Chapter 6. Guaranteed Messaging, Transactions, Acknowledgments, and Failures

We have been introducing the notion of guaranteed messaging in bits and pieces throughout the book. Until now, we have assumed that you would take our word that guaranteed messaging ensures that messages are faithfully delivered once-and-only-once to their intended consumers.

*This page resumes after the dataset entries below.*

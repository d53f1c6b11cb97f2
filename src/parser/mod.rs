//! C-minus source code parser
//!
//! This module transforms C-minus source text into a syntax tree:
//! - [`lexer`]: Tokenization (source text → tokens)
//! - [`stream`]: The scanned token sequence and the cursor moved over it
//! - [`parse`]: Parser core (tokens → syntax tree), split into
//!   `declarations`, `statements` and `expressions`
//! - [`ast`]: Syntax tree node definitions
//!
//! # Supported Language
//!
//! - Types: `int`, `void`, one-dimensional arrays
//! - Declarations: global and local variables, functions
//! - Statements: `if`/`else`, `while`, `return`, blocks, expression statements
//! - Expressions: assignment, `+ - * /`, comparisons, calls, indexing
//! - Block comments `/* ... */`
//!
//! # Parser Implementation
//!
//! Hand-written recursive descent parser with speculative backtracking.
//! Each rule runs either committed (mismatch is fatal) or speculatively
//! (mismatch rewinds the cursor). No external parser generator dependencies.

pub mod ast;
mod declarations;
mod expressions;
pub mod lexer;
pub mod parse;
mod statements;
pub mod stream;

pub use ast::{NonTerminal, Rule, SyntaxNode};
pub use lexer::{tokenize, tokenize_with_limit, LexError, LexErrorCode, Scanner, Token, TokenKind};
pub use parse::{Expectation, Mode, Parser, RuleResult, SyntaxError, DEFAULT_MAX_DEPTH};
pub use stream::{Cursor, TokenStream};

This chapter examines why guaranteed messaging works, and provides a thorough discussion of the subject. We will examine the message acknowledgment protocols that are part of guaranteed messaging, and how to use client acknowledgments in applications. We will explore the design patterns of JMS that enable you to build guaranteed messaging into applications, and discuss failure scenarios, the rules that apply to recovery, and how to deal with recovery semantics in a JMS application.

Guaranteed Messaging

Guaranteed messaging is more than just a mechanism for handling disconnected consumers. It is a crucial part of the messaging paradigm, and is the key to understanding the design of a distributed messaging system. There are three main parts to guaranteed messaging: message autonomy, store-and-forward, and the underlying message acknowledgment semantics.

Before we discuss the parts of guaranteed messaging, we need to review and define some new terms. A JMS client application uses the JMS API. Each JMS vendor provides an implementation of the JMS API on the client, which we call the client runtime . In addition to the client runtime, the ...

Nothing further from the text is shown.